With her baskets full of her day’s harvest, she heads inside to start making breakfast.

Soon, a few other women have gathered at the center. It’s a long building painted with murals of bright flowers and tall corn stalks. On the other side of the building are two flags, one American, one Mexican, connected by two clasped hands.

DouglaPrieta has always been a binational effort, Sagaste says. Binational because it’s board members come from both sides of the border.

“We work together,” she says, adding that her counterparts in the U.S. often help them find resources, apply for grants or bring in volunteers to teach classes.

Visitors eat at the co-op
Kendal Blust/KJZZ
Visitors from Tucson eat a meal made by the women at the DouglaPrieta works co-op on Feb. 6, 2019.

Supporting Their Families

Right now there are about 10 women who show up each day at DouglaPrieta to tend the organic garden, attend quilting, crochet or English classes and pick up fabric for sewing projects.

“The mission of DouglaPrieta is to teach,” Sagaste says. She calls the center a school.

But it’s also meant to help women provide for their families.

“Sometimes, we don’t have enough to buy a kilo of tortillas,” her sister Matilde Sagaste says. “And then a group will come visit [the co-op] and I can sell something, and with that, I can buy what we need.”

Michelle Téllez
Kendal Blust/KJZZ
Michelle Téllez, assistant professor in the Department of Mexican American Studies at the University of Arizona.
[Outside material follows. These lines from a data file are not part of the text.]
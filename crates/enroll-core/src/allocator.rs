//! Sequence Allocator
//!
//! Derives the next candidate identifier from the live student count.
//! The count is re-read on every call; the LMS may have been changed by
//! another registration since the last one.

use std::sync::Arc;

use async_trait::async_trait;
use tokio::sync::Mutex;

use crate::error::{EnrollError, Result};
use crate::identifier::{Identifier, IdentifierPrefix};
use crate::lms::LmsClient;

/// Held for the duration of a critical section; dropping it releases the section
pub struct SectionGuard<'a> {
    _inner: Option<Box<dyn Send + 'a>>,
}

impl<'a> SectionGuard<'a> {
    /// Wrap whatever keeps the section held (a mutex guard, a lease, ...)
    pub fn new(inner: impl Send + 'a) -> Self {
        Self {
            _inner: Some(Box::new(inner)),
        }
    }

    /// Guard that holds nothing
    pub fn unguarded() -> Self {
        Self { _inner: None }
    }
}

/// Mutual exclusion around count-and-propose
///
/// Swap in a distributed lock when several processes share one LMS unit.
#[async_trait]
pub trait CriticalSection: Send + Sync {
    async fn enter<'a>(&'a self) -> SectionGuard<'a>;
}

/// Process-wide section backed by an async mutex
#[derive(Default)]
pub struct MutexSection {
    lock: Mutex<()>,
}

impl MutexSection {
    pub fn new() -> Self {
        Self::default()
    }
}

#[async_trait]
impl CriticalSection for MutexSection {
    async fn enter<'a>(&'a self) -> SectionGuard<'a> {
        SectionGuard::new(self.lock.lock().await)
    }
}

/// No exclusion at all; collisions are left to the retry driver
#[derive(Clone, Copy, Debug, Default)]
pub struct NoopSection;

#[async_trait]
impl CriticalSection for NoopSection {
    async fn enter<'a>(&'a self) -> SectionGuard<'a> {
        SectionGuard::unguarded()
    }
}

/// Proposes `prefix + zero_pad(count + 1 + offset, 3)`
pub struct SequenceAllocator {
    lms: Arc<dyn LmsClient>,
    prefix: IdentifierPrefix,
    section: Arc<dyn CriticalSection>,
}

impl SequenceAllocator {
    pub fn new(
        lms: Arc<dyn LmsClient>,
        prefix: IdentifierPrefix,
        section: Arc<dyn CriticalSection>,
    ) -> Self {
        Self {
            lms,
            prefix,
            section,
        }
    }

    pub fn prefix(&self) -> &IdentifierPrefix {
        &self.prefix
    }

    /// Next candidate identifier for the given retry offset.
    ///
    /// The section is held while counting and formatting only; callers
    /// submit the candidate after it has been released.
    pub async fn next_candidate(&self, offset: u32) -> Result<Identifier> {
        let _guard = self.section.enter().await;

        let count = self.current_count().await?;
        let sequence = count + 1 + u64::from(offset);
        let candidate = Identifier::compose(&self.prefix, sequence);

        if !candidate.is_nominal_width(&self.prefix) {
            tracing::warn!(
                candidate = %candidate,
                sequence,
                "Candidate identifier exceeds the three-digit suffix"
            );
        }

        tracing::debug!(candidate = %candidate, count, offset, "Proposed identifier");
        Ok(candidate)
    }

    /// Current student count: total endpoint first, prefix listing second
    pub async fn current_count(&self) -> Result<u64> {
        match self.lms.total_students().await {
            Ok(total) => match u64::try_from(total) {
                Ok(count) => return Ok(count),
                Err(_) => tracing::warn!(total, "LMS reported a negative total, using listing"),
            },
            Err(e) => tracing::warn!(error = %e, "Total endpoint failed, using listing"),
        }

        let students = self
            .lms
            .list_students(self.prefix.as_str())
            .await
            .map_err(|e| {
                tracing::error!(error = %e, "Listing fallback failed");
                EnrollError::UpstreamUnavailable(format!("student count unavailable: {e}"))
            })?;

        Ok(students.len() as u64)
    }
}

#[cfg(test)]
mod tests {
    use super::*;
    use crate::lms::MockLms;
    use std::sync::atomic::{AtomicUsize, Ordering};

    /// Counts entries and exits so tests can check the section is released
    #[derive(Default)]
    struct CountingSection {
        inner: MutexSection,
        entered: AtomicUsize,
        held: Arc<AtomicUsize>,
    }

    struct Release(Arc<AtomicUsize>);

    impl Drop for Release {
        fn drop(&mut self) {
            self.0.fetch_sub(1, Ordering::SeqCst);
        }
    }

    #[async_trait]
    impl CriticalSection for CountingSection {
        async fn enter<'a>(&'a self) -> SectionGuard<'a> {
            let guard = self.inner.lock.lock().await;
            self.entered.fetch_add(1, Ordering::SeqCst);
            self.held.fetch_add(1, Ordering::SeqCst);
            SectionGuard::new((guard, Release(self.held.clone())))
        }
    }

    fn allocator(lms: Arc<MockLms>, section: Arc<dyn CriticalSection>) -> SequenceAllocator {
        SequenceAllocator::new(lms, IdentifierPrefix::default(), section)
    }

    #[tokio::test]
    async fn test_candidate_from_total() {
        let lms = Arc::new(MockLms::new().with_student_count(41));
        let alloc = allocator(lms.clone(), Arc::new(NoopSection));

        assert_eq!(alloc.next_candidate(0).await.unwrap().as_str(), "20254158042");
        assert_eq!(alloc.next_candidate(1).await.unwrap().as_str(), "20254158043");
        assert_eq!(lms.total_calls(), 2);
        assert_eq!(lms.listing_calls(), 0);
    }

    #[tokio::test]
    async fn test_fallback_to_listing() {
        let lms = Arc::new(MockLms::new().with_student_count(7).failing_total());
        let alloc = allocator(lms.clone(), Arc::new(NoopSection));

        assert_eq!(alloc.next_candidate(0).await.unwrap().as_str(), "20254158008");
        assert_eq!(lms.listing_calls(), 1);
    }

    #[tokio::test]
    async fn test_negative_total_uses_listing() {
        let lms = Arc::new(MockLms::new().with_student_count(3).with_total_override(-1));
        let alloc = allocator(lms.clone(), Arc::new(NoopSection));

        assert_eq!(alloc.current_count().await.unwrap(), 3);
        assert_eq!(lms.listing_calls(), 1);
    }

    #[tokio::test]
    async fn test_both_paths_fail() {
        let lms = Arc::new(MockLms::new().failing_total().failing_listing());
        let alloc = allocator(lms, Arc::new(NoopSection));

        let err = alloc.next_candidate(0).await.unwrap_err();
        assert!(matches!(err, EnrollError::UpstreamUnavailable(_)));
    }

    #[tokio::test]
    async fn test_section_released_on_error() {
        let section = Arc::new(CountingSection::default());
        let lms = Arc::new(MockLms::new().failing_total().failing_listing());
        let alloc = allocator(lms, section.clone());

        assert!(alloc.next_candidate(0).await.is_err());
        assert!(alloc.next_candidate(1).await.is_err());

        assert_eq!(section.entered.load(Ordering::SeqCst), 2);
        assert_eq!(section.held.load(Ordering::SeqCst), 0);
    }

    #[tokio::test]
    async fn test_padding_boundary() {
        let lms = Arc::new(MockLms::new().with_student_count(998));
        let alloc = allocator(lms, Arc::new(MutexSection::new()));

        let last = alloc.next_candidate(0).await.unwrap();
        assert_eq!(last.as_str(), "20254158999");

        let over = alloc.next_candidate(1).await.unwrap();
        assert_eq!(over.as_str(), "202541581000");
        assert!(!over.is_nominal_width(alloc.prefix()));
    }
}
Matilde has been with the co-op for almost four years. Her husband’s wages at a local factory, she says, aren’t always enough to make ends meet. So when she brings home fresh food or sell something she’s sewn for a few pesos to buy tortillas, it makes a big difference.

The little extra the women make at DouglaPrieta is enough that their husbands and sons don’t have go to the United States to make a living, they say.

Most of the women in DouglaPrieta, like their neighbors, have moved to the border town for work from other parts of Sonora or Mexico. But they don’t necessarily want to cross the border, says Joca Gallegos.

Gallegos teaches crocheting classes and brings cross-border tours — like a group from a Tucson church she was translating for in February — to the co-op.

“A lot of them, they want to keep their roots in Mexico, their families,” she says.

Many families are drawn to the border to work in factories, or maquiladoras, says Michelle Téllez, a Mexican-American studies professor at the University of Arizona. But the cost of living is high and there’s little infrastructure in place to help families survive once they get there. For some people, that means crossing the border for work.

Others, especially women, become innovators at home.

“Women leading social movements, women at the forefront of future endeavors, women who are concerned about the future of their children, oftentimes,” Téllez says.

Feeling Empowered

Woman sewing
Kendal Blust/KJZZ
Trinidad Aguamea sews in her home nearby the cooperative. She is a member of DouglaPrieta.

These days, Maribel Ruiz is in charge of accounting for DouglaPrieta. And she manages their sewing operation, which sells bags, bandannas and other products to a union-owned print shop in Tucson called the Gloo Factory.

It’s a role she never would have imagined for herself six years ago. Back then, she says, she didn’t know what she was capable of, she says.

“And now I’ll say to myself, ‘How could I have imagined everything that I do now?’ I feel fulfilled, in a nutshell,” she laughs.

These days, Ruiz uses email and social media to connect across the border. And she keeps a tight ship, managing project deadlines, materials and funds.

For Sagaste, seeing the way DouglaPrieta changes people’s lives is what makes all her hard work worth the effort, she says.

“I have three of my greatest sources of pride right here,” she says looking at the women around her.

But while she’s proud of the garden, the sewing project and the community classes at DouglaPrieta, Sagaste says she doesn’t think she’ll ever be totally satisfied.

"I'm happy, but I'm always going to want to do more," she says.

rabbits
Kendal Blust/KJZZ
The women at DouglaPrieta have raised chickens and rabbits alongside their garden as food for their families.